La timidez desapareció, dando paso a la chispa que Behr había apreciado la primera vez que habló con ella.
—¿Qué hace despierta a estas horas?
—Viendo la tele.
—¿El qué?
—Reposiciones de Urgencias. Emiten varios episodios seguidos. Y reuniendo el valor para llamarle. Así se me han ido un par de horas. Hasta que la situación se me ha hecho, ya sabe, ridícula. Y de repente era tan tarde que simplemente no podía irme a la cama sin haberlo hecho.
Behr se sorprendió sonriendo.
—Ajá.
—Se suponía que iba a llamarme. Podría haberme ahorrado pasar todo este apuro.

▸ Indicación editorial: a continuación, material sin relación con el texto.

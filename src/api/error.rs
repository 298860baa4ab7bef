use axum::{
    Json,
    http::StatusCode,
    response::{IntoResponse, Response},
};
use std::fmt;

use super::ApiResponse;
use crate::gateway::{GatewayError, StorageFailure};

#[derive(Debug)]
pub enum ApiError {
    NotFound(String),

    ValidationError(String),

    Conflict(String),

    Unauthorized(String),

    Forbidden(String),

    Unavailable(String),

    /// A server-side failure whose message is already safe to show.
    ServerError(String),

    InternalError(String),
}

impl fmt::Display for ApiError {
    fn fmt(&self, f: &mut fmt::Formatter<'_>) -> fmt::Result {
        match self {
            Self::NotFound(msg) => write!(f, "Not found: {msg}"),
            Self::ValidationError(msg) => write!(f, "Validation error: {msg}"),
            Self::Conflict(msg) => write!(f, "Conflict: {msg}"),
            Self::Unauthorized(msg) => write!(f, "Unauthorized: {msg}"),
            Self::Forbidden(msg) => write!(f, "Forbidden: {msg}"),
            Self::Unavailable(msg) => write!(f, "Unavailable: {msg}"),
            Self::ServerError(msg) => write!(f, "Server error: {msg}"),
            Self::InternalError(msg) => write!(f, "Internal error: {msg}"),
        }
    }
}

impl std::error::Error for ApiError {}

impl IntoResponse for ApiError {
    fn into_response(self) -> Response {
        let (status, error_message) = match self {
            Self::NotFound(msg) => (StatusCode::NOT_FOUND, msg),
            Self::ValidationError(msg) => (StatusCode::BAD_REQUEST, msg),
            Self::Conflict(msg) => (StatusCode::CONFLICT, msg),
            Self::Unauthorized(msg) => (StatusCode::UNAUTHORIZED, msg),
            Self::Forbidden(msg) => (StatusCode::FORBIDDEN, msg),
            Self::Unavailable(msg) => (StatusCode::SERVICE_UNAVAILABLE, msg),
            Self::ServerError(msg) => (StatusCode::INTERNAL_SERVER_ERROR, msg),
            Self::InternalError(msg) => {
                tracing::error!("Internal error: {}", msg);
                (
                    StatusCode::INTERNAL_SERVER_ERROR,
                    "An internal error occurred".to_string(),
                )
            }
        };

        let body = ApiResponse::<()>::error(error_message);
        (status, Json(body)).into_response()
    }
}

impl From<anyhow::Error> for ApiError {
    fn from(err: anyhow::Error) -> Self {
        Self::InternalError(err.to_string())
    }
}

/// Gateway errors are already stripped of internal detail, so their messages
/// are passed through as they are.
impl From<GatewayError> for ApiError {
    fn from(err: GatewayError) -> Self {
        let message = err.to_string();
        match err {
            GatewayError::InvalidCredential | GatewayError::InvalidToken => {
                Self::Unauthorized(message)
            }
            GatewayError::PermissionDenied => Self::Forbidden(message),
            GatewayError::InvitationInvalid | GatewayError::Validation(_) => {
                Self::ValidationError(message)
            }
            GatewayError::InvitationConflict
            | GatewayError::Storage(StorageFailure::Conflict | StorageFailure::Reference) => {
                Self::Conflict(message)
            }
            GatewayError::NotFound => Self::NotFound(message),
            GatewayError::Storage(StorageFailure::Unavailable) => Self::Unavailable(message),
            GatewayError::TokenRevocationFailed
            | GatewayError::RedemptionIncomplete
            | GatewayError::Storage(StorageFailure::Internal) => Self::ServerError(message),
        }
    }
}

impl ApiError {
    pub fn validation(msg: impl Into<String>) -> Self {
        Self::ValidationError(msg.into())
    }

    pub fn internal(msg: impl Into<String>) -> Self {
        Self::InternalError(msg.into())
    }
}

#[cfg(test)]
mod tests {
    use super::*;

    fn status_of(err: GatewayError) -> StatusCode {
        ApiError::from(err).into_response().status()
    }

    #[test]
    fn gateway_errors_map_to_statuses() {
        assert_eq!(status_of(GatewayError::InvalidCredential), StatusCode::UNAUTHORIZED);
        assert_eq!(status_of(GatewayError::InvalidToken), StatusCode::UNAUTHORIZED);
        assert_eq!(status_of(GatewayError::PermissionDenied), StatusCode::FORBIDDEN);
        assert_eq!(status_of(GatewayError::InvitationInvalid), StatusCode::BAD_REQUEST);
        assert_eq!(status_of(GatewayError::InvitationConflict), StatusCode::CONFLICT);
        assert_eq!(status_of(GatewayError::NotFound), StatusCode::NOT_FOUND);
        assert_eq!(
            status_of(GatewayError::Storage(StorageFailure::Unavailable)),
            StatusCode::SERVICE_UNAVAILABLE
        );
        assert_eq!(
            status_of(GatewayError::RedemptionIncomplete),
            StatusCode::INTERNAL_SERVER_ERROR
        );
    }

    #[test]
    fn gateway_messages_pass_through() {
        let err = ApiError::from(GatewayError::InvalidToken);
        assert_eq!(
            err.to_string(),
            format!("Unauthorized: {}", GatewayError::InvalidToken)
        );
    }
}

—Me doy cuenta. —Hubo un momento de silencio en la línea mientras Behr reunía coraje por su parte—. Entonces ¿qué noche le viene bien?
Se pusieron de acuerdo para cenar en Donohue’s la semana siguiente. Behr podría haberla llevado a otro sitio más elegante, pero antes le pareció más apropiado ver qué tal se las apañaba en un entorno habitual.

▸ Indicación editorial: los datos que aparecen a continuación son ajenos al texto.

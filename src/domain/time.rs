//! Injectable time source.
//!
//! Token expiry, eviction order and code expiry all read "now" from here so
//! tests can step the clock instead of sleeping.

use chrono::{DateTime, Duration, Utc};
use std::sync::{Arc, Mutex};

pub trait TimeSource: Send + Sync {
    fn now(&self) -> DateTime<Utc>;
}

/// Real system time source (production use)
#[derive(Debug, Clone, Copy, Default)]
pub struct SystemTimeSource;

impl TimeSource for SystemTimeSource {
    fn now(&self) -> DateTime<Utc> {
        Utc::now()
    }
}

/// Simulated time source for deterministic tests.
///
/// Clones share the same instant, so a test can hold one handle and advance
/// the clock seen by the gateway.
#[derive(Debug, Clone)]
pub struct SimulatedTimeSource {
    current: Arc<Mutex<DateTime<Utc>>>,
}

impl SimulatedTimeSource {
    #[must_use]
    pub fn new(start: DateTime<Utc>) -> Self {
        Self {
            current: Arc::new(Mutex::new(start)),
        }
    }

    pub fn advance(&self, by: Duration) {
        let mut current = self.current.lock().unwrap_or_else(|e| e.into_inner());
        *current += by;
    }

    pub fn set(&self, at: DateTime<Utc>) {
        let mut current = self.current.lock().unwrap_or_else(|e| e.into_inner());
        *current = at;
    }
}

impl TimeSource for SimulatedTimeSource {
    fn now(&self) -> DateTime<Utc> {
        *self.current.lock().unwrap_or_else(|e| e.into_inner())
    }
}
//! CLI module - Command-line interface for Gatehouse
//!
//! This module provides a structured CLI using clap for argument parsing.

mod commands;

use clap::{Parser, Subcommand};

pub use commands::{cmd_bootstrap, cmd_check_config, cmd_init, cmd_permissions};

/// Gatehouse - capability-gated query gateway
/// Tokens, permissions and invitation codes for a small portal
#[derive(Parser)]
#[command(name = "gatehouse")]
#[command(author, version, about, long_about = None)]
pub struct Cli {
    #[command(subcommand)]
    pub command: Option<Commands>,
}

#[derive(Subcommand)]
pub enum Commands {
    /// Run the HTTP API
    #[command(alias = "daemon")]
    Serve,

    /// Issue the first account code on an empty database
    Bootstrap {
        /// Email address the code is bound to
        #[arg(long)]
        email: String,

        /// Permission granted on redemption (repeatable, default: the whole catalog)
        #[arg(long = "permission", short = 'p')]
        permissions: Vec<String>,

        /// Minutes until the code expires
        #[arg(long)]
        expires_in_minutes: Option<i64>,
    },

    /// Create default config file
    Init,

    /// Validate the configuration and exit
    #[command(alias = "check")]
    CheckConfig,

    /// List known permission names
    #[command(alias = "perms")]
    Permissions,
}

Antes de colgar, Durant preguntó:
—¿Ha tenido suerte con su caso?
—Algo, Sue —se sorprendió respondiendo—. Puede que algo.
Rooster estaba sentado en un Denny’s de Kentucky frente a un Grand Slam, trasegando café. Había pensado que la comida grasienta podría tranquilizarle, aliviar el ardor que sentía en el estómago, pero en última instancia fue incapaz de comerse aquella mierda. Había invertido demasiado tiempo en el gimnasio para desperdiciarlo en huevos fritos con patatas y panceta. Lo cierto es que de todos modos había perdido el apetito después de lo que había hecho. No se sentía orgulloso de sí mismo. No, señor. Sabía que tenía que deshacerse del coche, que debería haberlo hecho ya en vez de dejarlo en el aparcamiento, donde destacaba como el haz de luz de un faro. Pero notaba una fatiga en los miembros completamente desproporcionada con el esfuerzo físico que había realizado. Se preguntó si la policía sobreviviría y si debería enviarle algo a modo de disculpa en caso de que así fuera. Había experimentado algo —maldita sea si podía explicarlo— justo después de darle la paliza. Debería haberse subido echando leches al coche y haberse esfumado, pero en cambio se quedó allí parado contemplándola. Y no con orgullo, ni hablar. Había sentido el fortísimo impulso de agacharse y besarla y limpiarle la sangre de la cara partida. Por supuesto, no pudo. Por supuesto que no. Finalmente se había subido al coche echando leches y se había esfumado. Ahora, apenas si se reconocía a sí mismo. Se miró los brazos y contó las cicatrices que los recorrían de arriba abajo, cortes mal curados de incidentes como aquel y otros similares. A la mierda, eran cicatrices de guerra.
Continuó bebiendo café durante lo que le parecieron varias horas y finalmente las cristaleras ante su mesa se iluminaron con destellos de luces rojas y azules. Cuatro coches patrulla entraron en el aparcamiento, dos rodearon el edificio en dirección a la parte trasera, con las luces encendidas pero sin las sirenas. Rooster siguió sentado y se terminó el café. Incluso mientras los dos primeros equipos de uniformados entraban por la puerta principal del restaurante, Rooster permaneció sentado, dejándose bañar por las luces intermitentes. Era casi relajante.